The Association of American Medical Colleges predicts a shortage of as many as 55,000 primary care professionals and more than 65,000 specialty care physicians ...

KEWANEE, Illinois - Aging populations are driving demand for health care providers in rural communities, during a time when there's growing concern about a shortage of physicians in rural America.

"Rural communities are just struggling to find physicians who want to come and provide care," says Dr. Andy Peterson. He is a physician at OSF Healthcare Saint Luke Medical Center.

That hospital is one of dozens of hospitals who are working to attract and retain more young doctors to their communities.

Young people are leaving rural towns and heading to bigger, or more trendy cities. Meanwhile, the population remaining in small towns are getting older. So are their doctors who are phasing into retirement.

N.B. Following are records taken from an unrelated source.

//! Traits implemented by collaborators and by the core itself.

use std::net::IpAddr;
use std::sync::Arc;

use async_trait::async_trait;
use tokio::sync::mpsc;
use tokio_util::sync::CancellationToken;

use crate::error::{ProtoError, ProtoResult};
use crate::model::{
    ClientPatch, CompletedTransfer, InputStream, PeerStats, ResolvedFile, SharedDirectory,
    SharedFile, UploadEvent, UploadRequest, UserInfo,
};

/// Byte pacing source handed to the protocol library for each upload.
///
/// Implemented by the core's governor; the library calls `get_bytes` before
/// writing a chunk to the socket and `return_bytes` when a downstream limiter
/// clipped the grant.
#[async_trait]
pub trait TransferGovernor: Send + Sync {
    /// Obtain up to `requested` bytes of budget, waiting until at least one
    /// byte is available or `cancel` trips.
    ///
    /// # Errors
    ///
    /// Returns [`ProtoError::Cancelled`] when the token is cancelled before
    /// any bytes could be granted.
    async fn get_bytes(
        &self,
        username: &str,
        requested: usize,
        cancel: &CancellationToken,
    ) -> ProtoResult<usize>;

    /// Refund the unconsumed portion of a grant. `attempted` is recorded for
    /// metrics only.
    fn return_bytes(&self, username: &str, attempted: usize, granted: usize, actual: usize);
}

/// Factory opening the byte source for an upload at a given offset.
#[async_trait]
pub trait InputStreamFactory: Send + Sync {
    /// Open the stream, positioned at `start_offset`.
    ///
    /// # Errors
    ///
    /// Returns an error when the underlying file or relay stream cannot be
    /// opened.
    async fn open(&self, start_offset: u64) -> ProtoResult<InputStream>;
}

/// Slot coordination callbacks the library drives while handshaking.
#[async_trait]
pub trait SlotHooks: Send + Sync {
    /// Invoked once the remote peer is ready to receive; resolves when the
    /// scheduler grants an upload slot.
    ///
    /// # Errors
    ///
    /// Returns an error when the upload is no longer known to the scheduler.
    async fn await_slot(&self) -> ProtoResult<()>;

    /// Invoked when the transfer ends for any reason and the slot should be
    /// handed back.
    fn slot_released(&self);
}

/// Everything the protocol library needs from the core to run one upload.
pub struct UploadHooks {
    /// Opens the byte source on demand.
    pub stream_factory: Arc<dyn InputStreamFactory>,
    /// Paces bytes onto the wire.
    pub governor: Arc<dyn TransferGovernor>,
    /// Slot acquisition and release.
    pub slots: Arc<dyn SlotHooks>,
    /// Bounded channel carrying progress and state callbacks to the
    /// lifecycle task.
    pub events: mpsc::Sender<UploadEvent>,
}

/// Operations the core invokes on the protocol library.
#[async_trait]
pub trait SoulClient: Send + Sync {
    /// Drive the byte-level upload for an accepted request.
    ///
    /// # Errors
    ///
    /// Returns an error when the transfer fails, times out, or is
    /// cancelled; the terminal disposition is derived from the error kind.
    async fn upload(
        &self,
        request: UploadRequest,
        hooks: UploadHooks,
        cancel: CancellationToken,
    ) -> ProtoResult<CompletedTransfer>;

    /// Push connection-affecting settings; returns whether a reconnect is
    /// required for them to take effect.
    ///
    /// # Errors
    ///
    /// Returns an error when the library cannot apply the patch.
    async fn reconfigure(&self, patch: ClientPatch) -> ProtoResult<bool>;

    /// Report the achieved speed of a successful upload to the network.
    ///
    /// # Errors
    ///
    /// Returns an error when the report cannot be delivered.
    async fn send_upload_speed(&self, _bytes_per_second: u64) -> ProtoResult<()> {
        Err(ProtoError::Unsupported {
            operation: "send_upload_speed",
        })
    }

    /// Disconnect from the server, cascading cancellation to every transfer.
    ///
    /// # Errors
    ///
    /// Returns an error when the disconnect cannot be initiated.
    async fn disconnect(&self, _message: &str) -> ProtoResult<()> {
        Err(ProtoError::Unsupported {
            operation: "disconnect",
        })
    }
}

/// Share index lookups the core relies on at admission time.
#[async_trait]
pub trait ShareService: Send + Sync {
    /// Map a remote filename to its physical location and indexed size.
    ///
    /// # Errors
    ///
    /// Returns [`ProtoError::NotFound`] when the file is not in the index.
    async fn resolve_file(&self, remote_path: &str) -> ProtoResult<ResolvedFile>;

    /// Ask for a background rescan of the shared directories.
    ///
    /// # Errors
    ///
    /// Returns an error when the scan cannot be scheduled.
    async fn request_scan(&self) -> ProtoResult<()>;

    /// Full share listing for a browse response.
    ///
    /// # Errors
    ///
    /// Returns an error when the listing is unavailable.
    async fn browse(&self) -> ProtoResult<Vec<SharedDirectory>> {
        Err(ProtoError::Unsupported { operation: "browse" })
    }

    /// Contents of a single shared directory.
    ///
    /// # Errors
    ///
    /// Returns an error when the directory is unknown or unavailable.
    async fn directory_contents(&self, _path: &str) -> ProtoResult<SharedDirectory> {
        Err(ProtoError::Unsupported {
            operation: "directory_contents",
        })
    }

    /// Files matching a search query.
    ///
    /// # Errors
    ///
    /// Returns an error when search is unavailable.
    async fn search(&self, _query: &str) -> ProtoResult<Vec<SharedFile>> {
        Err(ProtoError::Unsupported { operation: "search" })
    }
}

/// Cached per-user network data and the watch subscription set.
#[async_trait]
pub trait PeerDirectory: Send + Sync {
    /// Stats for a user, fetching from the network when the cache misses.
    ///
    /// # Errors
    ///
    /// Returns an error when the user is unknown or the fetch fails.
    async fn stats(&self, username: &str) -> ProtoResult<PeerStats>;

    /// Stats for a user from the cache only; never touches the network.
    fn cached_stats(&self, username: &str) -> Option<PeerStats>;

    /// Whether the user is blacklisted by name or by most-recent address.
    fn is_blacklisted(&self, username: &str, ip: Option<IpAddr>) -> bool;

    /// Subscribe to the user's status updates so stats stay fresh.
    ///
    /// # Errors
    ///
    /// Returns an error when the subscription cannot be established.
    async fn watch(&self, username: &str) -> ProtoResult<()>;

    /// Whether the user is already watched.
    fn is_watched(&self, username: &str) -> bool;
}

/// Stream access for files hosted on a relay agent instead of this machine.
#[async_trait]
pub trait RelayService: Send + Sync {
    /// Open a read stream for a relay-hosted file.
    ///
    /// # Errors
    ///
    /// Returns an error when the agent is unreachable or refuses the file.
    async fn open_stream(&self, remote_path: &str, start_offset: u64) -> ProtoResult<InputStream>;

    /// Release any server-side state for a previously opened stream.
    ///
    /// # Errors
    ///
    /// Returns an error when the agent is unreachable.
    async fn close_stream(&self, _remote_path: &str) -> ProtoResult<()> {
        Ok(())
    }
}

/// Inbound peer-request callbacks the core implements for the protocol
/// library.
#[async_trait]
pub trait PeerRequestHandler: Send + Sync {
    /// Handle an incoming file request. Returning `Ok` signals acceptance.
    ///
    /// # Errors
    ///
    /// Returns [`ProtoError::Rejected`] with a message that is propagated
    /// onto the wire verbatim.
    async fn enqueue_upload(
        &self,
        username: &str,
        endpoint: IpAddr,
        filename: &str,
    ) -> ProtoResult<()>;

    /// Estimated queue position for a previously enqueued file, if known.
    async fn place_in_queue(&self, username: &str, filename: &str) -> Option<usize>;

    /// User-info response for the requesting peer.
    async fn user_info(&self, username: &str) -> UserInfo;

    /// Browse response; empty for blacklisted peers.
    async fn browse(&self, username: &str) -> Vec<SharedDirectory>;

    /// Directory-contents response; `None` for blacklisted peers or unknown
    /// paths.
    async fn directory_contents(&self, username: &str, path: &str) -> Option<SharedDirectory>;

    /// Search response; empty for blacklisted peers.
    async fn search(&self, username: &str, query: &str) -> Vec<SharedFile>;
}

#[cfg(test)]
mod tests {
    use super::*;
    use chrono::Utc;
    use soulgate_events::{TransferOutcome, TransferPhase};

    struct StubClient;

    #[async_trait]
    impl SoulClient for StubClient {
        async fn upload(
            &self,
            _request: UploadRequest,
            hooks: UploadHooks,
            _cancel: CancellationToken,
        ) -> ProtoResult<CompletedTransfer> {
            drop(hooks);
            Ok(CompletedTransfer {
                phase: TransferPhase::Completed,
                outcome: TransferOutcome::Succeeded,
                bytes_transferred: 0,
                start_offset: 0,
                average_speed: 0.0,
                ended_at: Utc::now(),
            })
        }

        async fn reconfigure(&self, _patch: ClientPatch) -> ProtoResult<bool> {
            Ok(false)
        }
    }

    struct StubShare;

    #[async_trait]
    impl ShareService for StubShare {
        async fn resolve_file(&self, _remote_path: &str) -> ProtoResult<ResolvedFile> {
            Err(ProtoError::NotFound { what: "file" })
        }

        async fn request_scan(&self) -> ProtoResult<()> {
            Ok(())
        }
    }

    #[tokio::test]
    async fn client_default_methods_report_unsupported() {
        let client = StubClient;
        assert!(matches!(
            client.send_upload_speed(1_024).await,
            Err(ProtoError::Unsupported {
                operation: "send_upload_speed"
            })
        ));
        assert!(matches!(
            client.disconnect("shutting down").await,
            Err(ProtoError::Unsupported {
                operation: "disconnect"
            })
        ));
    }

    #[tokio::test]
    async fn share_default_methods_report_unsupported() {
        let share = StubShare;
        assert!(share.browse().await.is_err());
        assert!(share.directory_contents("@@music").await.is_err());
        assert!(share.search("mp3").await.is_err());
        assert!(share.request_scan().await.is_ok());
    }
}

"People who grew up in rural communities don't always come back," said Dr. Peterson. "The people who have been here forever tend to stick around."

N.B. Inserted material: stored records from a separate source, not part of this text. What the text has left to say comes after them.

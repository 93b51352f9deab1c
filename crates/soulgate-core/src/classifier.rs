//! Maps a username to a scheduler group using cached peer data.

use std::net::IpAddr;
use std::sync::Arc;

use soulgate_config::{
    BLACKLISTED_GROUP, DEFAULT_GROUP, LEECHER_GROUP, Options, PRIVILEGED_GROUP,
};
use soulgate_proto::{PeerDirectory, PeerStats};
use tracing::debug;

use crate::context::CoreContext;
use crate::queue::GroupResolver;

/// Classifies users into groups by the ordered rules: blacklist,
/// user-defined membership, privilege, leecher heuristics, default.
pub struct UserClassifier {
    context: Arc<CoreContext>,
    directory: Arc<dyn PeerDirectory>,
}

impl UserClassifier {
    /// Construct a classifier over the shared context and peer directory.
    #[must_use]
    pub fn new(context: Arc<CoreContext>, directory: Arc<dyn PeerDirectory>) -> Self {
        Self { context, directory }
    }

    /// Classify a user, fetching peer stats on a cache miss.
    ///
    /// A failed fetch demotes nobody: the user lands in the default group
    /// until stats arrive.
    pub async fn classify(&self, username: &str, ip: Option<IpAddr>) -> String {
        let options = self.context.options();
        if let Some(group) = self.classify_without_stats(&options, username, ip) {
            return group;
        }

        match self.directory.stats(username).await {
            Ok(stats) => classify_by_stats(&options, &stats),
            Err(error) => {
                debug!(username, %error, "peer stats unavailable; classifying as default");
                DEFAULT_GROUP.to_string()
            }
        }
    }

    /// Classify a user from cached data only; never touches the network.
    ///
    /// Hot paths (search, user-info, place-in-queue resolvers and the
    /// scheduler itself) use this form.
    #[must_use]
    pub fn classify_cached(&self, username: &str) -> String {
        let options = self.context.options();
        if let Some(group) = self.classify_without_stats(&options, username, None) {
            return group;
        }

        self.directory.cached_stats(username).map_or_else(
            || DEFAULT_GROUP.to_string(),
            |stats| classify_by_stats(&options, &stats),
        )
    }

    /// Whether the user is refused outright.
    #[must_use]
    pub fn is_blacklisted(&self, username: &str, ip: Option<IpAddr>) -> bool {
        let options = self.context.options();
        options
            .blacklist
            .usernames
            .iter()
            .any(|name| name == username)
            || self.directory.is_blacklisted(username, ip)
    }

    /// Ensure the user is on the watch list so stats stay fresh. Returns
    /// whether a new subscription was created.
    pub async fn ensure_watched(&self, username: &str) -> bool {
        if self.directory.is_watched(username) {
            return false;
        }
        match self.directory.watch(username).await {
            Ok(()) => true,
            Err(error) => {
                debug!(username, %error, "failed to watch user");
                false
            }
        }
    }

    fn classify_without_stats(
        &self,
        options: &Options,
        username: &str,
        ip: Option<IpAddr>,
    ) -> Option<String> {
        if self.is_blacklisted(username, ip) {
            return Some(BLACKLISTED_GROUP.to_string());
        }
        options
            .groups
            .user_defined
            .iter()
            .find(|(_, group)| group.members.iter().any(|member| member == username))
            .map(|(name, _)| name.clone())
    }
}

fn classify_by_stats(options: &Options, stats: &PeerStats) -> String {
    if stats.privileged {
        return PRIVILEGED_GROUP.to_string();
    }
    if stats.shared_file_count < options.leechers.minimum_shared_files
        || stats.shared_directory_count < options.leechers.minimum_shared_directories
    {
        return LEECHER_GROUP.to_string();
    }
    DEFAULT_GROUP.to_string()
}

impl GroupResolver for UserClassifier {
    fn resolve_group(&self, username: &str) -> String {
        self.classify_cached(username)
    }
}

#[cfg(test)]
mod tests {
    use super::*;
    use async_trait::async_trait;
    use chrono::Utc;
    use soulgate_config::{
        BlacklistOptions, ConnectionOptions, GlobalUploadOptions, GroupOptions, GroupsOptions,
        LeecherOptions, LimitBundle, QueueStrategy, RetentionOptions, ShareOptions,
    };
    use soulgate_proto::{ProtoError, ProtoResult};
    use std::collections::HashMap;
    use std::sync::Mutex;

    fn sample_options() -> Options {
        Options {
            instance_name: "test".to_string(),
            connection: ConnectionOptions {
                server_address: "server.example.net:2242".to_string(),
                listen_port: 2_234,
            },
            shares: ShareOptions::default(),
            global: GlobalUploadOptions {
                upload_slots: 2,
                speed_limit_kib: None,
                limits: LimitBundle::default(),
            },
            groups: GroupsOptions::default(),
            blacklist: BlacklistOptions::default(),
            leechers: LeecherOptions {
                minimum_shared_files: 10,
                minimum_shared_directories: 2,
            },
            retention: RetentionOptions::default(),
        }
    }

    fn stats(username: &str, privileged: bool, files: u64, directories: u64) -> PeerStats {
        PeerStats {
            username: username.to_string(),
            privileged,
            average_speed: 0,
            upload_count: 0,
            shared_file_count: files,
            shared_directory_count: directories,
            last_ip: None,
            fetched_at: Utc::now(),
        }
    }

    #[derive(Default)]
    struct StubDirectory {
        stats: Mutex<HashMap<String, PeerStats>>,
        blacklisted: Vec<String>,
        watched: Mutex<Vec<String>>,
    }

    impl StubDirectory {
        fn with_stats(entries: Vec<PeerStats>) -> Self {
            let mut map = HashMap::new();
            for entry in entries {
                map.insert(entry.username.clone(), entry);
            }
            Self {
                stats: Mutex::new(map),
                ..Self::default()
            }
        }
    }

    #[async_trait]
    impl PeerDirectory for StubDirectory {
        async fn stats(&self, username: &str) -> ProtoResult<PeerStats> {
            self.cached_stats(username)
                .ok_or(ProtoError::NotFound { what: "user" })
        }

        fn cached_stats(&self, username: &str) -> Option<PeerStats> {
            self.stats
                .lock()
                .expect("stats lock")
                .get(username)
                .cloned()
        }

        fn is_blacklisted(&self, username: &str, _ip: Option<IpAddr>) -> bool {
            self.blacklisted.iter().any(|name| name == username)
        }

        async fn watch(&self, username: &str) -> ProtoResult<()> {
            self.watched
                .lock()
                .expect("watched lock")
                .push(username.to_string());
            Ok(())
        }

        fn is_watched(&self, username: &str) -> bool {
            self.watched
                .lock()
                .expect("watched lock")
                .iter()
                .any(|name| name == username)
        }
    }

    fn classifier_with(
        options: Options,
        directory: StubDirectory,
    ) -> (UserClassifier, Arc<CoreContext>) {
        let context = Arc::new(CoreContext::new(options));
        let classifier = UserClassifier::new(context.clone(), Arc::new(directory));
        (classifier, context)
    }

    #[tokio::test]
    async fn rules_apply_in_order() {
        let mut options = sample_options();
        options.blacklist.usernames.push("banned".to_string());
        options.groups.user_defined.insert(
            "friends".to_string(),
            GroupOptions {
                upload_slots: 1,
                priority: 1,
                strategy: QueueStrategy::FirstInFirstOut,
                speed_limit_kib: None,
                limits: LimitBundle::default(),
                members: vec!["pal".to_string()],
            },
        );

        let directory = StubDirectory::with_stats(vec![
            stats("vip", true, 0, 0),
            stats("hoarder", false, 500, 20),
            stats("moocher", false, 2, 0),
            // A privileged friend still lands in the friends group.
            stats("pal", true, 0, 0),
        ]);
        let (classifier, _context) = classifier_with(options, directory);

        assert_eq!(classifier.classify("banned", None).await, BLACKLISTED_GROUP);
        assert_eq!(classifier.classify("pal", None).await, "friends");
        assert_eq!(classifier.classify("vip", None).await, PRIVILEGED_GROUP);
        assert_eq!(classifier.classify("hoarder", None).await, DEFAULT_GROUP);
        assert_eq!(classifier.classify("moocher", None).await, LEECHER_GROUP);
    }

    #[tokio::test]
    async fn failed_stat_fetch_defaults() {
        let (classifier, _context) = classifier_with(sample_options(), StubDirectory::default());
        assert_eq!(classifier.classify("stranger", None).await, DEFAULT_GROUP);
        assert_eq!(classifier.classify_cached("stranger"), DEFAULT_GROUP);
    }

    #[tokio::test]
    async fn group_changes_take_effect_on_next_classification() {
        let directory = StubDirectory::with_stats(vec![stats("drifter", false, 100, 10)]);
        let (classifier, context) = classifier_with(sample_options(), directory);
        assert_eq!(classifier.classify_cached("drifter"), DEFAULT_GROUP);

        let mut options = sample_options();
        options.groups.user_defined.insert(
            "vips".to_string(),
            GroupOptions {
                upload_slots: 1,
                priority: 1,
                strategy: QueueStrategy::FirstInFirstOut,
                speed_limit_kib: None,
                limits: LimitBundle::default(),
                members: vec!["drifter".to_string()],
            },
        );
        context.set_options(Arc::new(options));
        assert_eq!(classifier.classify_cached("drifter"), "vips");
    }

    #[tokio::test]
    async fn ensure_watched_is_idempotent() {
        let (classifier, _context) = classifier_with(sample_options(), StubDirectory::default());
        assert!(classifier.ensure_watched("alice").await);
        assert!(!classifier.ensure_watched("alice").await);
    }
}
#![forbid(unsafe_code)]
#![deny(
    warnings,
    dead_code,
    unused,
    unused_imports,
    unused_must_use,
    unreachable_pub,
    clippy::all,
    clippy::pedantic,
    clippy::cargo,
    clippy::nursery,
    rustdoc::broken_intra_doc_links,
    rustdoc::bare_urls,
    missing_docs
)]
#![allow(clippy::module_name_repetitions)]
#![allow(clippy::multiple_crate_versions)]
#![allow(unexpected_cfgs)]

//! Core event bus for the Soulgate daemon.
//!
//! The bus provides a typed event enum, sequential identifiers, and support
//! for replaying recent events to subscribers that reconnect with a last-seen
//! id. Internally it uses `tokio::broadcast` with a bounded buffer; when the
//! channel overflows the oldest events are dropped.
//!
//! This crate also hosts the transfer state vocabulary shared by the
//! persistence layer and the protocol contracts, so neither has to depend on
//! the other.

use std::collections::VecDeque;
use std::str::FromStr;
use std::sync::{Arc, Mutex, MutexGuard};

use chrono::{DateTime, Utc};
use tokio::sync::broadcast;
use tokio::sync::broadcast::Sender;
use tokio_stream::wrappers::BroadcastStream;
use tracing::error;
use uuid::Uuid;

/// Stream of event envelopes handed to subscribers.
///
/// Items are `Result` values: a subscriber that falls behind the broadcast
/// buffer observes a lagged error and continues with the next event.
pub type EventStream = BroadcastStream<EventEnvelope>;

/// Identifier assigned to each event emitted by the daemon.
pub type EventId = u64;

/// Default buffer size for the in-memory replay ring.
const DEFAULT_REPLAY_CAPACITY: usize = 1_024;

/// Direction of a transfer relative to this host.
#[derive(Debug, Clone, Copy, serde::Serialize, serde::Deserialize, PartialEq, Eq, Hash)]
#[serde(rename_all = "snake_case")]
pub enum TransferDirection {
    /// Bytes leave this host towards a remote peer.
    Upload,
    /// Bytes arrive on this host from a remote peer.
    Download,
}

impl TransferDirection {
    /// Render the direction as its lowercase label.
    #[must_use]
    pub const fn as_str(self) -> &'static str {
        match self {
            Self::Upload => "upload",
            Self::Download => "download",
        }
    }
}

impl FromStr for TransferDirection {
    type Err = String;

    fn from_str(s: &str) -> Result<Self, Self::Err> {
        match s {
            "upload" => Ok(Self::Upload),
            "download" => Ok(Self::Download),
            other => Err(format!("invalid transfer direction '{other}'")),
        }
    }
}

/// Lifecycle phase of a transfer.
///
/// A transfer moves strictly forward through these phases; `Completed` is
/// terminal and the only phase that carries a non-`None` [`TransferOutcome`].
#[derive(Debug, Clone, Copy, serde::Serialize, serde::Deserialize, PartialEq, Eq, Hash)]
#[serde(rename_all = "snake_case")]
pub enum TransferPhase {
    /// The request was accepted but not yet queued.
    Requested,
    /// Waiting for an upload slot on this host.
    Queued,
    /// Handshaking with the remote peer.
    Initializing,
    /// Bytes are moving.
    InProgress,
    /// Finished, one way or another; see the outcome.
    Completed,
}

impl TransferPhase {
    /// Render the phase as its lowercase label.
    #[must_use]
    pub const fn as_str(self) -> &'static str {
        match self {
            Self::Requested => "requested",
            Self::Queued => "queued",
            Self::Initializing => "initializing",
            Self::InProgress => "in_progress",
            Self::Completed => "completed",
        }
    }

    /// Whether this phase is terminal.
    #[must_use]
    pub const fn is_terminal(self) -> bool {
        matches!(self, Self::Completed)
    }
}

impl FromStr for TransferPhase {
    type Err = String;

    fn from_str(s: &str) -> Result<Self, Self::Err> {
        match s {
            "requested" => Ok(Self::Requested),
            "queued" => Ok(Self::Queued),
            "initializing" => Ok(Self::Initializing),
            "in_progress" => Ok(Self::InProgress),
            "completed" => Ok(Self::Completed),
            other => Err(format!("invalid transfer phase '{other}'")),
        }
    }
}

/// Disposition of a completed transfer.
#[derive(Debug, Clone, Copy, serde::Serialize, serde::Deserialize, PartialEq, Eq, Hash)]
#[serde(rename_all = "snake_case")]
pub enum TransferOutcome {
    /// Not finished yet; the only outcome legal outside `Completed`.
    None,
    /// All bytes delivered.
    Succeeded,
    /// Failed with an error captured on the record.
    Errored,
    /// Cancelled by the operator or the remote peer.
    Cancelled,
    /// The protocol library gave up waiting.
    TimedOut,
    /// Refused at admission time.
    Rejected,
    /// Torn down without a cleaner disposition (e.g. unclean shutdown).
    Aborted,
}

impl TransferOutcome {
    /// Render the outcome as its lowercase label.
    #[must_use]
    pub const fn as_str(self) -> &'static str {
        match self {
            Self::None => "none",
            Self::Succeeded => "succeeded",
            Self::Errored => "errored",
            Self::Cancelled => "cancelled",
            Self::TimedOut => "timed_out",
            Self::Rejected => "rejected",
            Self::Aborted => "aborted",
        }
    }
}

impl FromStr for TransferOutcome {
    type Err = String;

    fn from_str(s: &str) -> Result<Self, Self::Err> {
        match s {
            "none" => Ok(Self::None),
            "succeeded" => Ok(Self::Succeeded),
            "errored" => Ok(Self::Errored),
            "cancelled" => Ok(Self::Cancelled),
            "timed_out" => Ok(Self::TimedOut),
            "rejected" => Ok(Self::Rejected),
            "aborted" => Ok(Self::Aborted),
            other => Err(format!("invalid transfer outcome '{other}'")),
        }
    }
}

/// Whether a `(phase, outcome)` pair is legal.
///
/// Exactly the terminal phase carries a real outcome; every earlier phase
/// carries `None`.
#[must_use]
pub const fn state_pair_is_legal(phase: TransferPhase, outcome: TransferOutcome) -> bool {
    match phase {
        TransferPhase::Completed => !matches!(outcome, TransferOutcome::None),
        _ => matches!(outcome, TransferOutcome::None),
    }
}

/// Typed domain events surfaced across the daemon.
#[derive(Debug, Clone, serde::Serialize, serde::Deserialize, PartialEq, Eq)]
#[serde(tag = "type", rename_all = "snake_case")]
pub enum Event {
    /// An upload request passed admission and a record was created.
    UploadEnqueued {
        /// Identifier of the freshly created transfer record.
        transfer_id: Uuid,
        /// Remote peer that requested the file.
        username: String,
        /// Filename as the peer sees it.
        filename: String,
    },
    /// A transfer moved to a new phase.
    TransferStateChanged {
        /// Identifier of the transfer.
        transfer_id: Uuid,
        /// Phase after the transition.
        phase: TransferPhase,
        /// Outcome after the transition (`None` until terminal).
        outcome: TransferOutcome,
    },
    /// Periodic progress update while a transfer is moving bytes.
    TransferProgress {
        /// Identifier of the transfer.
        transfer_id: Uuid,
        /// Bytes moved so far.
        bytes_transferred: u64,
        /// Total expected bytes.
        size: u64,
    },
    /// An upload reached a terminal state.
    UploadComplete {
        /// When the upload ended.
        timestamp: DateTime<Utc>,
        /// Resolved path on this host, when the file was local.
        local_path: Option<String>,
        /// Path as the remote peer addressed it.
        remote_path: String,
        /// Identifier of the transfer record.
        transfer_id: Uuid,
    },
    /// Configuration update was applied.
    SettingsChanged {
        /// Description of the applied configuration change.
        description: String,
    },
    /// A share rescan was requested.
    ShareScanRequested {
        /// Why the rescan was requested.
        reason: String,
    },
    /// A user was added to the watched set.
    UserWatched {
        /// The watched username.
        username: String,
    },
}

However, there is a program, nearly three-decades old, aimed at bringing medical students from rural communities into rural communities as practicing doctors.

Dr. Peterson graduated from the University of Illinois at Chicago's Rural Medicine Education Program (RMED) in 2015.

"The object (of the program) is to cater to kids from rural Illinois with a goal of getting them back to rural Illinois to practice," said Peterson.

The program is designed to immerse students into an experience where they learn about the rural health care industry.

They are paired with doctors at hospitals in smaller cities in the state, like the ones in Galesburg or Kewanee, Illinois.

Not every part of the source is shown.